[Dataset entries]
-----
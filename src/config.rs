//! Startup configuration
//!
//! Settings come from three layers, later ones winning:
//! built-in defaults, an optional TOML file (`--config`), then CLI flags.
//! Every field has a default, so a partial file such as
//!
//! ```toml
//! algorithm = "merge"
//! ```
//!
//! is valid on its own.

use crate::algorithms::Algorithm;
use crate::playback::Cadence;
use serde::{Deserialize, Serialize};
use std::path::Path;
use thiserror::Error;

#[derive(Debug, Error)]
pub enum ConfigError {
    #[error("failed to read config file: {0}")]
    Io(#[from] std::io::Error),

    #[error("failed to parse config file: {0}")]
    Parse(String),

    #[error("speed {0} is outside the supported range 100..=900")]
    InvalidSpeed(u64),

    #[error("unknown algorithm '{0}'")]
    InvalidAlgorithm(String),

    #[error("array must contain at least one number")]
    EmptyArray,
}

/// Validated-on-demand startup settings
#[derive(Debug, Clone, PartialEq, Eq, Serialize, Deserialize)]
#[serde(default)]
pub struct Config {
    /// Algorithm key (`bubble`, `selection`, `insertion`, `merge`, `quick`, `counting`)
    pub algorithm: String,
    /// Initial array on display
    pub array: Vec<i64>,
    /// Displayed speed, 100 (slowest) to 900 (fastest)
    pub speed: u64,
}

impl Default for Config {
    fn default() -> Self {
        Config {
            algorithm: Algorithm::default().key().to_string(),
            array: vec![64, 34, 25, 12, 22, 11, 90],
            speed: Cadence::default().display_speed(),
        }
    }
}

impl Config {
    /// Load from a TOML file. Missing fields use defaults.
    pub fn load(path: &Path) -> Result<Self, ConfigError> {
        let content = std::fs::read_to_string(path)?;
        toml::from_str(&content).map_err(|e| ConfigError::Parse(e.to_string()))
    }

    pub fn save(&self, path: &Path) -> Result<(), ConfigError> {
        let content =
            toml::to_string_pretty(self).map_err(|e| ConfigError::Parse(e.to_string()))?;
        std::fs::write(path, content)?;
        Ok(())
    }

    /// Check every field, returning the parsed algorithm and cadence
    pub fn validate(&self) -> Result<(Algorithm, Cadence), ConfigError> {
        let algorithm = self
            .algorithm
            .parse::<Algorithm>()
            .map_err(|e| ConfigError::InvalidAlgorithm(e.0))?;
        let cadence =
            Cadence::from_display_speed(self.speed).map_err(|_| ConfigError::InvalidSpeed(self.speed))?;
        if self.array.is_empty() {
            return Err(ConfigError::EmptyArray);
        }
        Ok((algorithm, cadence))
    }
}
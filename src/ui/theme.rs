use ratatui::style::Color;

pub struct Theme {
    pub fg: Color,
    pub primary: Color,   // Blue
    pub secondary: Color, // Orange
    pub comment: Color,   // Grey
    pub success: Color,   // Green
    pub error: Color,     // Red
    pub border_focused: Color,
    pub border_normal: Color,
    pub status_bg: Color,
    pub bar_unsorted: Color,
    pub bar_comparing: Color,
    pub bar_swapping: Color,
    pub bar_sorted: Color,
    pub bar_left_half: Color,  // Merge Sort left subarray
    pub bar_right_half: Color, // Merge Sort right subarray
    pub bar_pivot: Color,      // Quick Sort pivot
    pub bar_range: Color,      // Quick Sort active range
}

pub const DEFAULT_THEME: Theme = Theme {
    fg: Color::Rgb(205, 214, 244),
    primary: Color::Rgb(137, 180, 250),
    secondary: Color::Rgb(250, 179, 135),
    comment: Color::Rgb(108, 112, 134),
    success: Color::Rgb(166, 227, 161),
    error: Color::Rgb(243, 139, 168),
    border_focused: Color::Rgb(249, 226, 175), // Yellow border for the edited field
    border_normal: Color::Rgb(108, 112, 134),
    status_bg: Color::Rgb(50, 50, 70),
    bar_unsorted: Color::Rgb(137, 180, 250),
    bar_comparing: Color::Rgb(249, 226, 175),
    bar_swapping: Color::Rgb(243, 139, 168),
    bar_sorted: Color::Rgb(166, 227, 161),
    bar_left_half: Color::Rgb(203, 166, 247),
    bar_right_half: Color::Rgb(250, 179, 135),
    bar_pivot: Color::Rgb(245, 194, 231),
    bar_range: Color::Rgb(148, 226, 213),
};
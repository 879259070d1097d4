//! Maps the controller's display state to per-bar roles
//!
//! This is the only place that interprets highlight sets and recursion ranges
//! for drawing. It reads the [`DisplayState`] and never modifies it.
//!
//! Precedence, highest first:
//!
//! 1. sorted, swapping, comparing
//! 2. Merge Sort: left half, right half (from the current step's ranges)
//! 3. Quick Sort: pivot, then the active range
//! 4. unsorted

use crate::algorithms::Algorithm;
use crate::playback::DisplayState;
use crate::ui::theme::DEFAULT_THEME;
use ratatui::style::Color;

#[derive(Debug, Clone, Copy, PartialEq, Eq)]
pub enum BarRole {
    Unsorted,
    Comparing,
    Swapping,
    Sorted,
    LeftHalf,
    RightHalf,
    Pivot,
    Range,
}

impl BarRole {
    pub fn label(self) -> &'static str {
        match self {
            BarRole::Unsorted => "Unsorted",
            BarRole::Comparing => "Comparing",
            BarRole::Swapping => "Swapping",
            BarRole::Sorted => "Sorted",
            BarRole::LeftHalf => "Left Half",
            BarRole::RightHalf => "Right Half",
            BarRole::Pivot => "Pivot",
            BarRole::Range => "Current Range",
        }
    }

    pub fn color(self) -> Color {
        match self {
            BarRole::Unsorted => DEFAULT_THEME.bar_unsorted,
            BarRole::Comparing => DEFAULT_THEME.bar_comparing,
            BarRole::Swapping => DEFAULT_THEME.bar_swapping,
            BarRole::Sorted => DEFAULT_THEME.bar_sorted,
            BarRole::LeftHalf => DEFAULT_THEME.bar_left_half,
            BarRole::RightHalf => DEFAULT_THEME.bar_right_half,
            BarRole::Pivot => DEFAULT_THEME.bar_pivot,
            BarRole::Range => DEFAULT_THEME.bar_range,
        }
    }
}

/// Role of the bar at `index` for the given display and running algorithm
pub fn bar_role(index: usize, display: &DisplayState, algorithm: Option<Algorithm>) -> BarRole {
    if display.sorted.contains(index) {
        return BarRole::Sorted;
    }
    if display.swapping.contains(index) {
        return BarRole::Swapping;
    }
    if display.comparing.contains(index) {
        return BarRole::Comparing;
    }

    let Some(info) = display.recursion.as_ref() else {
        return BarRole::Unsorted;
    };

    match algorithm {
        Some(Algorithm::Merge) => {
            if info.left_range().is_some_and(|r| r.contains(index)) {
                return BarRole::LeftHalf;
            }
            if info.right_range().is_some_and(|r| r.contains(index)) {
                return BarRole::RightHalf;
            }
        }
        Some(Algorithm::Quick) => {
            if info.pivot() == Some(index) {
                return BarRole::Pivot;
            }
            if info.range().is_some_and(|r| r.contains(index)) {
                return BarRole::Range;
            }
        }
        _ => {}
    }

    BarRole::Unsorted
}

/// Legend entries shown for an algorithm
pub fn legend(algorithm: Algorithm) -> Vec<BarRole> {
    let mut roles = vec![
        BarRole::Unsorted,
        BarRole::Comparing,
        BarRole::Swapping,
        BarRole::Sorted,
    ];
    match algorithm {
        Algorithm::Merge => roles.extend([BarRole::LeftHalf, BarRole::RightHalf]),
        Algorithm::Quick => roles.extend([BarRole::Pivot, BarRole::Range]),
        _ => {}
    }
    roles
}

#[cfg(test)]
mod tests {
    use super::*;
    use crate::step::{IndexRange, IndexSet, RecursionInfo, RecursionKind};

    fn display_with(kind: RecursionKind) -> DisplayState {
        DisplayState {
            recursion: Some(RecursionInfo::new(kind, 0, String::new())),
            ..DisplayState::idle(vec![5, 4, 3, 2, 1])
        }
    }

    #[test]
    fn sorted_wins_over_everything() {
        let mut display = DisplayState::idle(vec![1, 2]);
        display.sorted = IndexSet::single(0);
        display.swapping = IndexSet::single(0);
        display.comparing = IndexSet::pair(0, 1);
        assert_eq!(bar_role(0, &display, None), BarRole::Sorted);
        assert_eq!(bar_role(1, &display, None), BarRole::Comparing);
    }

    #[test]
    fn merge_halves_follow_ranges() {
        let display = display_with(RecursionKind::MergeStart {
            left_range: IndexRange(0, 1),
            right_range: IndexRange(2, 3),
        });
        let merge = Some(Algorithm::Merge);
        assert_eq!(bar_role(1, &display, merge), BarRole::LeftHalf);
        assert_eq!(bar_role(3, &display, merge), BarRole::RightHalf);
        assert_eq!(bar_role(4, &display, merge), BarRole::Unsorted);
    }

    #[test]
    fn quick_pivot_precedes_range() {
        let display = display_with(RecursionKind::PartitionStart {
            range: IndexRange(1, 4),
            pivot: 4,
        });
        let quick = Some(Algorithm::Quick);
        assert_eq!(bar_role(4, &display, quick), BarRole::Pivot);
        assert_eq!(bar_role(2, &display, quick), BarRole::Range);
        assert_eq!(bar_role(0, &display, quick), BarRole::Unsorted);
    }

    #[test]
    fn recursion_ranges_ignored_for_other_algorithms() {
        let display = display_with(RecursionKind::PartitionStart {
            range: IndexRange(0, 4),
            pivot: 4,
        });
        assert_eq!(
            bar_role(4, &display, Some(Algorithm::Bubble)),
            BarRole::Unsorted
        );
    }

    #[test]
    fn legend_extends_for_recursive_algorithms() {
        assert_eq!(legend(Algorithm::Bubble).len(), 4);
        assert!(legend(Algorithm::Merge).contains(&BarRole::LeftHalf));
        assert!(legend(Algorithm::Quick).contains(&BarRole::Pivot));
    }
}
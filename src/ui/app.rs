//! Main TUI application state and logic

use crate::algorithms::Algorithm;
use crate::input::{format_array, parse_array};
use crate::playback::{Cadence, PlaybackController, PlaybackState, TickOutcome};
use crate::ui::panes::{self, ControlsRenderData, StatusRenderData};
use crossterm::event::{self, Event, KeyCode, KeyEvent, KeyEventKind};
use ratatui::{
    backend::Backend,
    layout::{Constraint, Direction, Layout},
    Frame, Terminal,
};
use std::io;
use std::time::{Duration, Instant};

/// Event poll timeout; bounds how late a due tick can be applied
const POLL_INTERVAL: Duration = Duration::from_millis(16);

/// Whether keystrokes go to the controls or the array input box
#[derive(Debug, Clone, Copy, PartialEq, Eq)]
pub enum InputMode {
    Normal,
    Editing,
}

/// The main application state
pub struct App {
    /// Playback of the current trace
    pub controller: PlaybackController,

    /// Algorithm chosen in the selector (applies on the next start)
    pub selected: Algorithm,

    pub input_mode: InputMode,

    /// Contents of the array input box
    pub input_buffer: String,

    /// Whether the app should quit
    pub should_quit: bool,

    /// Status message to display
    pub status_message: String,

    /// Whether the status message reports a rejected action
    pub status_is_error: bool,

    /// Last time space was pressed (for debouncing)
    pub last_space_press: Instant,
}

impl App {
    pub fn new(controller: PlaybackController, selected: Algorithm) -> Self {
        let input_buffer = format_array(&controller.display().array);
        App {
            controller,
            selected,
            input_mode: InputMode::Normal,
            input_buffer,
            should_quit: false,
            status_message: String::from("Ready!"),
            status_is_error: false,
            last_space_press: Instant::now()
                .checked_sub(Duration::from_secs(1))
                .unwrap_or_else(Instant::now),
        }
    }

    /// Run the TUI application
    pub fn run<B: Backend>(&mut self, terminal: &mut Terminal<B>) -> io::Result<()> {
        loop {
            terminal.draw(|f| self.render(f))?;

            if self.should_quit {
                break;
            }

            if let Some(outcome) = self.controller.poll(Instant::now()) {
                self.on_tick(outcome);
            }

            if event::poll(POLL_INTERVAL)? {
                if let Event::Key(key) = event::read()? {
                    if key.kind == KeyEventKind::Press {
                        self.handle_key_event(key);
                    }
                }
            }
        }

        Ok(())
    }

    fn on_tick(&mut self, outcome: TickOutcome) {
        if self.controller.state() == PlaybackState::Finished {
            self.set_status("Sorting complete");
        } else if let TickOutcome::Applied(_) = outcome {
            self.set_status("Playing...");
        }
    }

    /// Render the UI
    fn render(&self, frame: &mut Frame) {
        let display = self.controller.display();
        let running = self.controller.algorithm();
        let recursion = display
            .recursion
            .as_ref()
            .zip(running.filter(|a| a.is_recursive()));
        let total = self.controller.total_steps();

        let mut constraints = vec![
            Constraint::Length(if running.is_some() { 5 } else { 4 }),
            Constraint::Min(8),
        ];
        if recursion.is_some() {
            constraints.push(Constraint::Length(6));
        }
        if total > 0 {
            constraints.push(Constraint::Length(3));
        }
        constraints.push(Constraint::Length(1));

        let chunks = Layout::default()
            .direction(Direction::Vertical)
            .constraints(constraints)
            .split(frame.area());
        let mut next = 0;
        let mut take = || {
            let area = chunks[next];
            next += 1;
            area
        };

        panes::render_controls_pane(
            frame,
            take(),
            ControlsRenderData {
                selected: self.selected,
                running,
                array_text: &self.input_buffer,
                is_editing: self.input_mode == InputMode::Editing,
                cadence: self.controller.cadence(),
                is_playing: self.controller.is_running(),
            },
        );

        panes::render_bars_pane(frame, take(), display, running);

        if let Some((info, algorithm)) = recursion {
            panes::render_recursion_pane(frame, take(), info, algorithm, &display.array);
        }

        if total > 0 {
            panes::render_progress_pane(frame, take(), self.controller.position(), total);
        }

        panes::render_status_bar(
            frame,
            take(),
            StatusRenderData {
                message: &self.status_message,
                position: self.controller.position(),
                total_steps: total,
                state: self.controller.state(),
                is_error: self.status_is_error,
                is_editing: self.input_mode == InputMode::Editing,
            },
        );
    }

    /// Handle keyboard events
    pub fn handle_key_event(&mut self, key: KeyEvent) {
        match self.input_mode {
            InputMode::Editing => self.handle_edit_key(key),
            InputMode::Normal => self.handle_normal_key(key),
        }
    }

    fn handle_normal_key(&mut self, key: KeyEvent) {
        match key.code {
            KeyCode::Char('q') | KeyCode::Char('Q') => {
                self.should_quit = true;
            }
            KeyCode::Char(' ') => {
                // Toggle playback (with 200ms debounce to prevent key repeat spam)
                if self.last_space_press.elapsed() >= Duration::from_millis(200) {
                    self.last_space_press = Instant::now();
                    self.toggle_playback();
                }
            }
            KeyCode::Char('r') | KeyCode::Char('R') => {
                if self.ensure_stopped("reset") {
                    self.controller.reset();
                    self.set_status("Reset");
                }
            }
            KeyCode::Char('a') | KeyCode::Right => {
                if self.ensure_stopped("change the algorithm") {
                    self.selected = self.selected.next();
                    self.set_status(&format!("Selected {}", self.selected.display_name()));
                }
            }
            KeyCode::Char('A') | KeyCode::Left => {
                if self.ensure_stopped("change the algorithm") {
                    self.selected = self.selected.prev();
                    self.set_status(&format!("Selected {}", self.selected.display_name()));
                }
            }
            KeyCode::Char('+') | KeyCode::Char('=') | KeyCode::Up => {
                self.change_cadence(Cadence::faster);
            }
            KeyCode::Char('-') | KeyCode::Down => {
                self.change_cadence(Cadence::slower);
            }
            KeyCode::Char('e') | KeyCode::Char('E') => {
                if self.ensure_stopped("edit the array") {
                    self.input_mode = InputMode::Editing;
                    self.set_status("Editing array");
                }
            }
            _ => {}
        }
    }

    fn handle_edit_key(&mut self, key: KeyEvent) {
        match key.code {
            KeyCode::Enter => self.submit_array(),
            KeyCode::Esc => {
                self.input_buffer = format_array(&self.controller.display().array);
                self.input_mode = InputMode::Normal;
                self.set_status("Edit cancelled");
            }
            KeyCode::Backspace => {
                self.input_buffer.pop();
            }
            KeyCode::Char(c) if c.is_ascii_digit() || matches!(c, ',' | ' ' | '-' | '+') => {
                self.input_buffer.push(c);
            }
            _ => {}
        }
    }

    fn toggle_playback(&mut self) {
        match self.controller.toggle(self.selected.key()) {
            Ok(PlaybackState::Running) => self.set_status("Playing..."),
            Ok(_) => self.set_status("Paused"),
            Err(e) => self.set_error(&e.to_string()),
        }
    }

    fn submit_array(&mut self) {
        let result = parse_array(&self.input_buffer)
            .map_err(|e| e.to_string())
            .and_then(|values| {
                self.controller
                    .load_array(values)
                    .map_err(|e| e.to_string())
            });

        match result {
            Ok(()) => {
                self.input_buffer = format_array(&self.controller.display().array);
                self.input_mode = InputMode::Normal;
                self.set_status("Array updated");
            }
            Err(message) => {
                log::warn!("array input rejected: {}", message);
                self.set_error(&message);
            }
        }
    }

    fn change_cadence(&mut self, adjust: fn(Cadence) -> Cadence) {
        if !self.ensure_stopped("change the speed") {
            return;
        }
        let cadence = adjust(self.controller.cadence());
        self.controller.set_cadence(cadence);
        self.set_status(&format!("Speed: {}ms", cadence.display_speed()));
    }

    /// Controls are disabled while playing
    fn ensure_stopped(&mut self, action: &str) -> bool {
        if self.controller.is_running() {
            self.set_error(&format!("Cannot {} while playing", action));
            false
        } else {
            true
        }
    }

    fn set_status(&mut self, message: &str) {
        self.status_message = message.to_string();
        self.status_is_error = false;
    }

    fn set_error(&mut self, message: &str) {
        self.status_message = message.to_string();
        self.status_is_error = true;
    }
}
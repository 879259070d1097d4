//! Header pane: selected algorithm, array input, speed, and color legend

use crate::algorithms::Algorithm;
use crate::playback::Cadence;
use crate::ui::palette::legend;
use crate::ui::theme::DEFAULT_THEME;
use ratatui::{
    layout::Rect,
    style::{Color, Modifier, Style},
    text::{Line, Span},
    widgets::{Block, Borders, Paragraph},
    Frame,
};

/// Data needed to render the controls pane
pub struct ControlsRenderData<'a> {
    pub selected: Algorithm,
    /// Algorithm of the active trace, if one has been started
    pub running: Option<Algorithm>,
    pub array_text: &'a str,
    pub is_editing: bool,
    pub cadence: Cadence,
    pub is_playing: bool,
}

pub fn render_controls_pane(frame: &mut Frame, area: Rect, data: ControlsRenderData) {
    let border_style = if data.is_editing {
        Style::default()
            .fg(DEFAULT_THEME.border_focused)
            .add_modifier(Modifier::BOLD)
    } else {
        Style::default().fg(DEFAULT_THEME.border_normal)
    };

    let block = Block::default()
        .title(" Sorting Algorithm Visualizer ")
        .borders(Borders::ALL)
        .border_style(border_style);

    let label = Style::default().fg(DEFAULT_THEME.comment);
    // Controls are locked while playing, like the disabled form fields
    let value = if data.is_playing {
        Style::default().fg(DEFAULT_THEME.comment)
    } else {
        Style::default().fg(DEFAULT_THEME.fg)
    };

    let array_spans = if data.is_editing {
        vec![
            Span::styled("Array Input: ", label),
            Span::styled(
                format!("{}▏", data.array_text),
                Style::default().fg(DEFAULT_THEME.border_focused),
            ),
        ]
    } else {
        vec![
            Span::styled("Array Input: ", label),
            Span::styled(data.array_text.to_string(), value),
        ]
    };

    let mut lines = vec![
        Line::from(vec![
            Span::styled("Algorithm: ", label),
            Span::styled(
                data.selected.display_name(),
                value.add_modifier(Modifier::BOLD),
            ),
            Span::styled("    Speed: ", label),
            Span::styled(format!("{}ms", data.cadence.display_speed()), value),
        ]),
        Line::from(array_spans),
    ];

    if let Some(running) = data.running {
        let mut legend_spans = vec![Span::styled(
            format!("Currently Running: {}  ", running.display_name()),
            Style::default()
                .fg(DEFAULT_THEME.primary)
                .add_modifier(Modifier::BOLD),
        )];
        for role in legend(running) {
            legend_spans.push(Span::styled("  ", Style::default().bg(role.color())));
            legend_spans.push(Span::styled(
                format!(" {}  ", role.label()),
                Style::default().fg(Color::Reset),
            ));
        }
        lines.push(Line::from(legend_spans));
    }

    frame.render_widget(Paragraph::new(lines).block(block), area);
}
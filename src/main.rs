// sortty: step-by-step sorting algorithm visualizer

use std::io;
use std::path::PathBuf;

use clap::Parser;
use crossterm::{
    execute,
    terminal::{disable_raw_mode, enable_raw_mode, EnterAlternateScreen, LeaveAlternateScreen},
};
use ratatui::{backend::CrosstermBackend, Terminal};

use sortty::config::Config;
use sortty::input::parse_array;
use sortty::logging::{self, LogSink};
use sortty::playback::PlaybackController;
use sortty::ui::App;

/// Watch sorting algorithms run one comparison and swap at a time
#[derive(Debug, Parser)]
#[command(name = "sortty", version, about)]
struct Cli {
    /// TOML file with `algorithm`, `array` and `speed` keys
    #[arg(short, long)]
    config: Option<PathBuf>,

    /// bubble, selection, insertion, merge, quick or counting
    #[arg(short, long)]
    algorithm: Option<String>,

    /// Comma-separated integers, e.g. "64, 34, 25, 12"
    #[arg(long, allow_hyphen_values = true)]
    array: Option<String>,

    /// Playback speed from 100 (slowest) to 900 (fastest)
    #[arg(short, long)]
    speed: Option<u64>,

    /// Print the full step trace as JSON and exit
    #[arg(long)]
    dump: bool,

    /// Write the merged settings to a TOML file and exit
    #[arg(long, value_name = "PATH")]
    save_config: Option<PathBuf>,

    /// Write log records to this file (the TUI never logs to the terminal)
    #[arg(long, value_name = "PATH")]
    log_file: Option<PathBuf>,
}

impl Cli {
    fn is_interactive(&self) -> bool {
        !self.dump && self.save_config.is_none()
    }
}

fn main() -> Result<(), Box<dyn std::error::Error>> {
    let cli = Cli::parse();
    logging::init(&LogSink::for_run(cli.is_interactive(), cli.log_file.as_deref()))?;

    let mut config = match &cli.config {
        Some(path) => Config::load(path)?,
        None => Config::default(),
    };
    if let Some(algorithm) = &cli.algorithm {
        config.algorithm = algorithm.clone();
    }
    if let Some(array) = &cli.array {
        config.array = parse_array(array)?;
    }
    if let Some(speed) = cli.speed {
        config.speed = speed;
    }

    let (algorithm, cadence) = config.validate()?;
    log::info!(
        "starting with {} on {} elements at speed {}",
        algorithm.display_name(),
        config.array.len(),
        cadence.display_speed()
    );

    if let Some(path) = &cli.save_config {
        config.save(path)?;
        log::info!("settings written to {}", path.display());
        return Ok(());
    }

    if cli.dump {
        let trace = algorithm.generate(&config.array)?;
        serde_json::to_writer_pretty(io::stdout().lock(), &trace)?;
        println!();
        return Ok(());
    }

    let controller = PlaybackController::new(config.array, cadence);

    // Set up terminal
    enable_raw_mode()?;
    let mut stdout = io::stdout();
    execute!(stdout, EnterAlternateScreen)?;
    let backend = CrosstermBackend::new(stdout);
    let mut terminal = Terminal::new(backend)?;

    // Create and run app
    let mut app = App::new(controller, algorithm);
    let res = app.run(&mut terminal);

    // Restore terminal
    disable_raw_mode()?;
    execute!(terminal.backend_mut(), LeaveAlternateScreen)?;
    terminal.show_cursor()?;

    if let Err(err) = res {
        eprintln!("Error: {:?}", err);
    }

    Ok(())
}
-----
Task directions: Nothing but the lines from the first line of the data through the line with "on its own." should be returned, exactly as they appear, both ends included.

Answer below:
filename src/config.rs
//! Startup configuration
//!
//! Settings come from three layers, later ones winning:
//! built-in defaults, an optional TOML file (`--config`), then CLI flags.
//! Every field has a default, so a partial file such as
//!
//! ```toml
//! algorithm = "merge"
//! ```
//!
//! is valid on its own.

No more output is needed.